Timor not a party to confrontation

Prime Minister Mari Alkatiri says that Timor-Leste adheres to a non-confrontation policy with the Indonesian military regarding border issues. Speaking to journalists, Alkatiri said that Timor-Leste prefers to explore options for dialogue in order to resolve situations like the recent shooting incident of a TNI soldier in the border region. He said that other means of dealing with the situation could inflame the issue. According to Alkatiri, border areas between two countries anywhere in the world, experience problems and that information that the border between Timor-Leste and Indonesia has been closed by the TNI is not true, as relations between the two neighbours are still very good. (Timor Post, STL)

Positive response to government remodeling

Prime Minister Mari Alkatiri's plan to remodel the government structure has been welcomed by members of the National Parliament. MP's said the remodeling would provide an opportunity for the Prime Minister to replace ministers, vice-ministers and secretaries of state who are not performing well. Both majority party and opposition MP's considered that such action is important if its objective is to fulfill the needs of the people. (Timor Post)

Fretilin not involved in formation of militia groups

Recent claims that Fretilin is transforming one of the Fretilin- affiliated martial arts groups into a militia group has been rejected by Fretilin MP Francisco Branco. Branco emphasized that Fretilin would never form such groups with the aim of threatening others as this contradicts democratic principles followed in Timor-Leste. Branco was responding to complaints from the Socialist Party of Timor's (PST)representative Pedro da Costa that the PST leader had been threatened by members of the martial arts group in retaliation to his statement regarding the distribution of Fretilin pamphlets. (STL)

Border districts to be focus for development

It is time for the border districts to become an area of development concentration, as they have been neglected in the past, according to Prime Minister Mari Alkatiri. Speaking after attending a workshop on rural development yesterday, Alkatiri said that the border districts are vulnerable and that they have never been made a priority for development in the past. He said that in this context the government strongly supports the European Community Rural Development Program in Covalima and Bobonaro districts.

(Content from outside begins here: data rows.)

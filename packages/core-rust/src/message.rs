//! Message envelope and the per-delivery acknowledgment state machine.
//!
//! A [`Message`] is identity + payload + metadata plus a shared acknowledgment
//! cell. Clones of a message share that cell: whichever clone resolves it first
//! decides the outcome of the delivery. [`Message::copy`] starts a fresh
//! delivery of the same identity with its own cell.

use std::fmt;
use std::sync::Arc;

use bytes::Bytes;
use tokio::sync::watch;
use tokio_util::sync::CancellationToken;
use tracing::warn;

use crate::metadata::Metadata;

// ---------------------------------------------------------------------------
// AckState / AckError
// ---------------------------------------------------------------------------

/// Acknowledgment state of a single delivery attempt.
///
/// State machine: `Pending -> Acked` or `Pending -> Nacked`. Both outcomes are
/// terminal for the attempt.
#[derive(Debug, Clone, Copy, PartialEq, Eq, Hash)]
pub enum AckState {
    Pending,
    Acked,
    Nacked,
}

impl AckState {
    #[must_use]
    pub fn is_resolved(self) -> bool {
        self != AckState::Pending
    }

    #[must_use]
    pub fn as_str(self) -> &'static str {
        match self {
            AckState::Pending => "pending",
            AckState::Acked => "acked",
            AckState::Nacked => "nacked",
        }
    }
}

/// Returned when a delivery that is already resolved is acked or nacked again.
///
/// The second call never changes the recorded outcome.
#[derive(Debug, Clone, Copy, PartialEq, Eq, thiserror::Error)]
pub enum AckError {
    #[error("message was already acked")]
    DuplicateAck,
    #[error("message was already nacked")]
    DuplicateNack,
    #[error("cannot ack a message that was already nacked")]
    AckAfterNack,
    #[error("cannot nack a message that was already acked")]
    NackAfterAck,
}

impl AckError {
    fn for_transition(current: AckState, attempted: AckState) -> Self {
        match (current, attempted) {
            (AckState::Nacked, AckState::Acked) => AckError::AckAfterNack,
            (AckState::Acked, AckState::Nacked) => AckError::NackAfterAck,
            (_, AckState::Nacked) => AckError::DuplicateNack,
            _ => AckError::DuplicateAck,
        }
    }
}

// ---------------------------------------------------------------------------
// Message
// ---------------------------------------------------------------------------

/// A unit of data moving through topics, handlers and middlewares.
#[derive(Clone)]
pub struct Message {
    uuid: String,
    payload: Bytes,
    metadata: Metadata,
    ack: Arc<watch::Sender<AckState>>,
    ctx: CancellationToken,
}

impl Message {
    /// Creates a message with a freshly generated identifier in the `Pending` state.
    #[must_use]
    pub fn new(payload: impl Into<Bytes>, metadata: Metadata) -> Self {
        Self::with_uuid(crate::new_uuid(), payload, metadata)
    }

    /// Creates a message with an explicit identifier.
    #[must_use]
    pub fn with_uuid(uuid: impl Into<String>, payload: impl Into<Bytes>, metadata: Metadata) -> Self {
        let (tx, _rx) = watch::channel(AckState::Pending);
        Self {
            uuid: uuid.into(),
            payload: payload.into(),
            metadata,
            ack: Arc::new(tx),
            ctx: CancellationToken::new(),
        }
    }

    #[must_use]
    pub fn uuid(&self) -> &str {
        &self.uuid
    }

    #[must_use]
    pub fn payload(&self) -> &Bytes {
        &self.payload
    }

    #[must_use]
    pub fn metadata(&self) -> &Metadata {
        &self.metadata
    }

    /// Mutable access to metadata, used by middlewares before delegating.
    pub fn metadata_mut(&mut self) -> &mut Metadata {
        &mut self.metadata
    }

    /// Cancellation context of the current handling attempt.
    #[must_use]
    pub fn context(&self) -> &CancellationToken {
        &self.ctx
    }

    /// Replaces the cancellation context (e.g. with a deadline-bound child token).
    pub fn set_context(&mut self, ctx: CancellationToken) {
        self.ctx = ctx;
    }

    /// Starts a new logical delivery of the same message.
    ///
    /// Identity, payload and metadata are kept; acknowledgment state is reset
    /// to `Pending` and the cancellation context is fresh.
    #[must_use]
    pub fn copy(&self) -> Self {
        let (tx, _rx) = watch::channel(AckState::Pending);
        Self {
            uuid: self.uuid.clone(),
            payload: self.payload.clone(),
            metadata: self.metadata.clone(),
            ack: Arc::new(tx),
            ctx: CancellationToken::new(),
        }
    }

    #[must_use]
    pub fn ack_state(&self) -> AckState {
        *self.ack.borrow()
    }

    /// Marks this delivery as successfully handled.
    ///
    /// # Errors
    ///
    /// Returns an [`AckError`] if the delivery was already resolved. The
    /// recorded outcome is left unchanged.
    pub fn ack(&self) -> Result<(), AckError> {
        self.resolve(AckState::Acked)
    }

    /// Marks this delivery as failed.
    ///
    /// # Errors
    ///
    /// Returns an [`AckError`] if the delivery was already resolved. The
    /// recorded outcome is left unchanged.
    pub fn nack(&self) -> Result<(), AckError> {
        self.resolve(AckState::Nacked)
    }

    fn resolve(&self, target: AckState) -> Result<(), AckError> {
        let mut current = AckState::Pending;
        let changed = self.ack.send_if_modified(|state| {
            current = *state;
            if *state == AckState::Pending {
                *state = target;
                true
            } else {
                false
            }
        });
        if changed {
            return Ok(());
        }
        let err = AckError::for_transition(current, target);
        warn!(
            message_uuid = %self.uuid,
            current = current.as_str(),
            attempted = target.as_str(),
            "ignoring repeated acknowledgment: {err}"
        );
        Err(err)
    }

    /// Waits until this delivery is acked or nacked and returns the outcome.
    pub async fn resolved(&self) -> AckState {
        let mut rx = self.ack.subscribe();
        let outcome = rx.wait_for(|state| state.is_resolved()).await.map(|s| *s);
        // The sender lives in `self`, so the channel cannot close while we wait.
        outcome.unwrap_or(AckState::Pending)
    }

    /// Resolves to `true` once the delivery is acked, `false` if it is nacked.
    pub async fn acked(&self) -> bool {
        self.resolved().await == AckState::Acked
    }

    /// Resolves to `true` once the delivery is nacked, `false` if it is acked.
    pub async fn nacked(&self) -> bool {
        self.resolved().await == AckState::Nacked
    }

    /// Returns a watcher that observes the outcome without keeping the message alive.
    #[must_use]
    pub fn ack_watcher(&self) -> AckWatcher {
        AckWatcher {
            rx: self.ack.subscribe(),
        }
    }
}

impl PartialEq for Message {
    /// Two messages are equal when identity, payload and metadata match.
    /// Acknowledgment state and context are per-delivery and not compared.
    fn eq(&self, other: &Self) -> bool {
        self.uuid == other.uuid && self.payload == other.payload && self.metadata == other.metadata
    }
}

impl fmt::Debug for Message {
    fn fmt(&self, f: &mut fmt::Formatter<'_>) -> fmt::Result {
        f.debug_struct("Message")
            .field("uuid", &self.uuid)
            .field("payload_len", &self.payload.len())
            .field("metadata", &self.metadata)
            .field("ack_state", &self.ack_state())
            .finish_non_exhaustive()
    }
}

// ---------------------------------------------------------------------------
// AckWatcher
// ---------------------------------------------------------------------------

/// Observes the acknowledgment outcome of one delivery.
///
/// Held by transports that need to know when a consumer finished with a
/// message. Does not keep the message itself alive.
#[derive(Debug)]
pub struct AckWatcher {
    rx: watch::Receiver<AckState>,
}

impl AckWatcher {
    /// Waits for the delivery to be resolved.
    ///
    /// Returns `None` if every clone of the message was dropped while still
    /// `Pending` (the consumer abandoned it).
    pub async fn wait(&mut self) -> Option<AckState> {
        self.rx.wait_for(|state| state.is_resolved()).await.ok().map(|s| *s)
    }

    #[must_use]
    pub fn current(&self) -> AckState {
        *self.rx.borrow()
    }
}

// ---------------------------------------------------------------------------
// Tests
// ---------------------------------------------------------------------------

Also speaking after the workshop, Minister for Agriculture, Forestry and Fisheries, Estanislau Aleixo da Silva, said that the European Community is donating six million euros to this project, which will be split equally between the Department of Agriculture and the Department of Public Works who will jointly implement the program. According to da Silva, if the program is successful the Prime Minister will lobby other donors for funds to implement the program in other districts also. (Timor Post, STL)

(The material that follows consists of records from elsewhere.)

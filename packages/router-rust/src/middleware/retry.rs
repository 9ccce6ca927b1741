//! Retry middleware.
//!
//! Re-invokes the wrapped handler after a failure, up to
//! [`RetryPolicy::max_retries`] additional attempts, with optional exponential
//! backoff between attempts. The first success wins; if every attempt fails
//! the last error is returned.

use std::fmt;
use std::sync::Arc;
use std::task::{Context, Poll};
use std::time::Duration;

use courier_core::Message;
use tokio::time::Instant;
use tower::{Layer, Service, ServiceExt};
use tracing::warn;

use crate::error::HandlerError;
use crate::handler::{message_handler_name, HandlerFuture};

type RetryHook = Arc<dyn Fn(&str, u32, &HandlerError) + Send + Sync>;

// ---------------------------------------------------------------------------
// RetryPolicy
// ---------------------------------------------------------------------------

/// How many times to retry and how long to wait in between.
#[derive(Debug, Clone, PartialEq)]
pub struct RetryPolicy {
    /// Additional attempts after the first failure. Zero disables retrying.
    pub max_retries: u32,
    /// Delay before the first retry. Zero means retries run back to back.
    pub initial_interval: Duration,
    /// Cap for a single delay. Zero means uncapped.
    pub max_interval: Duration,
    /// Growth factor applied to the delay after each retry.
    pub multiplier: f64,
    /// Relative jitter in `[0, 1]`: a delay `d` becomes a random value in
    /// `[d * (1 - f), d * (1 + f)]`.
    pub randomization_factor: f64,
    /// Give up once this much time has passed since the first attempt.
    pub max_elapsed: Option<Duration>,
}

impl RetryPolicy {
    /// Retries up to `max_retries` times without any delay.
    #[must_use]
    pub fn immediate(max_retries: u32) -> Self {
        Self {
            max_retries,
            initial_interval: Duration::ZERO,
            max_interval: Duration::ZERO,
            multiplier: 1.0,
            randomization_factor: 0.0,
            max_elapsed: None,
        }
    }

    /// Delay before retry number `retry` (1-based), without jitter.
    #[must_use]
    pub fn base_delay(&self, retry: u32) -> Duration {
        if self.initial_interval.is_zero() {
            return Duration::ZERO;
        }
        let exponent = i32::try_from(retry.saturating_sub(1)).unwrap_or(i32::MAX);
        let secs = self.initial_interval.as_secs_f64() * self.multiplier.powi(exponent);
        let delay = Duration::try_from_secs_f64(secs).unwrap_or(Duration::MAX);
        if self.max_interval.is_zero() {
            delay
        } else {
            delay.min(self.max_interval)
        }
    }

    fn jittered_delay(&self, retry: u32) -> Duration {
        let base = self.base_delay(retry);
        if base.is_zero() || self.randomization_factor <= 0.0 {
            return base;
        }
        let spread = self.randomization_factor.min(1.0);
        let scale = 1.0 - spread + 2.0 * spread * rand::random::<f64>();
        Duration::try_from_secs_f64(base.as_secs_f64() * scale).unwrap_or(base)
    }
}

impl Default for RetryPolicy {
    fn default() -> Self {
        Self::immediate(0)
    }
}

// ---------------------------------------------------------------------------
// RetryLayer
// ---------------------------------------------------------------------------

/// Tower layer that retries failed invocations according to a [`RetryPolicy`].
#[derive(Clone)]
pub struct RetryLayer {
    policy: RetryPolicy,
    on_retry: Option<RetryHook>,
}

impl RetryLayer {
    #[must_use]
    pub fn new(policy: RetryPolicy) -> Self {
        Self {
            policy,
            on_retry: None,
        }
    }

    /// Registers a callback invoked before every retry with the handler name,
    /// the retry number (starting at 1) and the error that triggered it.
    #[must_use]
    pub fn on_retry(mut self, hook: impl Fn(&str, u32, &HandlerError) + Send + Sync + 'static) -> Self {
        self.on_retry = Some(Arc::new(hook));
        self
    }
}

impl fmt::Debug for RetryLayer {
    fn fmt(&self, f: &mut fmt::Formatter<'_>) -> fmt::Result {
        f.debug_struct("RetryLayer")
            .field("policy", &self.policy)
            .field("on_retry", &self.on_retry.is_some())
            .finish()
    }
}

impl<S> Layer<S> for RetryLayer {
    type Service = RetryService<S>;

    fn layer(&self, inner: S) -> Self::Service {
        RetryService {
            inner,
            policy: self.policy.clone(),
            on_retry: self.on_retry.clone(),
        }
    }
}

// ---------------------------------------------------------------------------
// RetryService
// ---------------------------------------------------------------------------

#[derive(Clone)]
pub struct RetryService<S> {
    inner: S,
    policy: RetryPolicy,
    on_retry: Option<RetryHook>,
}

impl<S> Service<Message> for RetryService<S>
where
    S: Service<Message, Response = Vec<Message>, Error = HandlerError> + Clone + Send + 'static,
    S::Future: Send + 'static,
{
    type Response = Vec<Message>;
    type Error = HandlerError;
    type Future = HandlerFuture;

    fn poll_ready(&mut self, cx: &mut Context<'_>) -> Poll<Result<(), Self::Error>> {
        self.inner.poll_ready(cx)
    }

    fn call(&mut self, msg: Message) -> Self::Future {
        let clone = self.inner.clone();
        let mut inner = std::mem::replace(&mut self.inner, clone);
        let policy = self.policy.clone();
        let on_retry = self.on_retry.clone();

        Box::pin(async move {
            let started = Instant::now();
            let mut result = inner.call(msg.clone()).await;
            let mut retry = 0;

            while let Err(err) = &result {
                if retry >= policy.max_retries || msg.context().is_cancelled() {
                    break;
                }
                retry += 1;

                let delay = policy.jittered_delay(retry);
                if let Some(max_elapsed) = policy.max_elapsed {
                    if started.elapsed() + delay > max_elapsed {
                        warn!(
                            message_uuid = %msg.uuid(),
                            elapsed_ms = started.elapsed().as_millis(),
                            "retry budget exhausted"
                        );
                        break;
                    }
                }

                warn!(
                    message_uuid = %msg.uuid(),
                    retry,
                    max_retries = policy.max_retries,
                    delay_ms = delay.as_millis(),
                    error = %err,
                    "handler failed, retrying"
                );
                if let Some(hook) = &on_retry {
                    hook(message_handler_name(&msg).unwrap_or_default(), retry, err);
                }

                if !delay.is_zero() {
                    tokio::select! {
                        () = tokio::time::sleep(delay) => {}
                        () = msg.context().cancelled() => break,
                    }
                }

                result = match inner.ready().await {
                    Ok(svc) => svc.call(msg.clone()).await,
                    Err(err) => Err(err),
                };
            }
            result
        })
    }
}

// ---------------------------------------------------------------------------
// Tests
// ---------------------------------------------------------------------------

Parliament votes on members of Councils

The National Parliament yesterday succeeded in electing three MP's to sit on the Superior Council for Security and Defense, and five MP's for the State Council. The inaugural meeting of the Security and Defense Council will be held on Thursday. (Timor Post, STL)

Malaysia considers TL labour proposal

Malaysia will consider Timor-Leste's proposal to provide workers for construction and agriculture work, in particular, oil palm farming, according to Malaysia's Minister of Interior Azmi Khalid. Quoted in the Malaysian press, Azmi said that the ability of Timorese to speak Malay is one favourable consideration. In a press conference after meeting with Foreign Minister Jose Ramos- Horta, Azmi said that the final decision whether to accept Timorese workers would be made by Cabinet. (Timor Post)

May 10, 2005

Government reactions post-demonstration

Members of the National Parliament yesterday congratulated the President, the government and the Church for the peaceful resolution of the demonstrators' demands. While opposition MP's gave their congratulations, President of the National Parliament Francisco Guterres said that he was unwilling to convey his congratulations, as it was the duty of the President, the Church and the Government to seek out a solution to the problem. The resolution simply means that each party has fulfilled its obligations to the country and the people, according to Guterres.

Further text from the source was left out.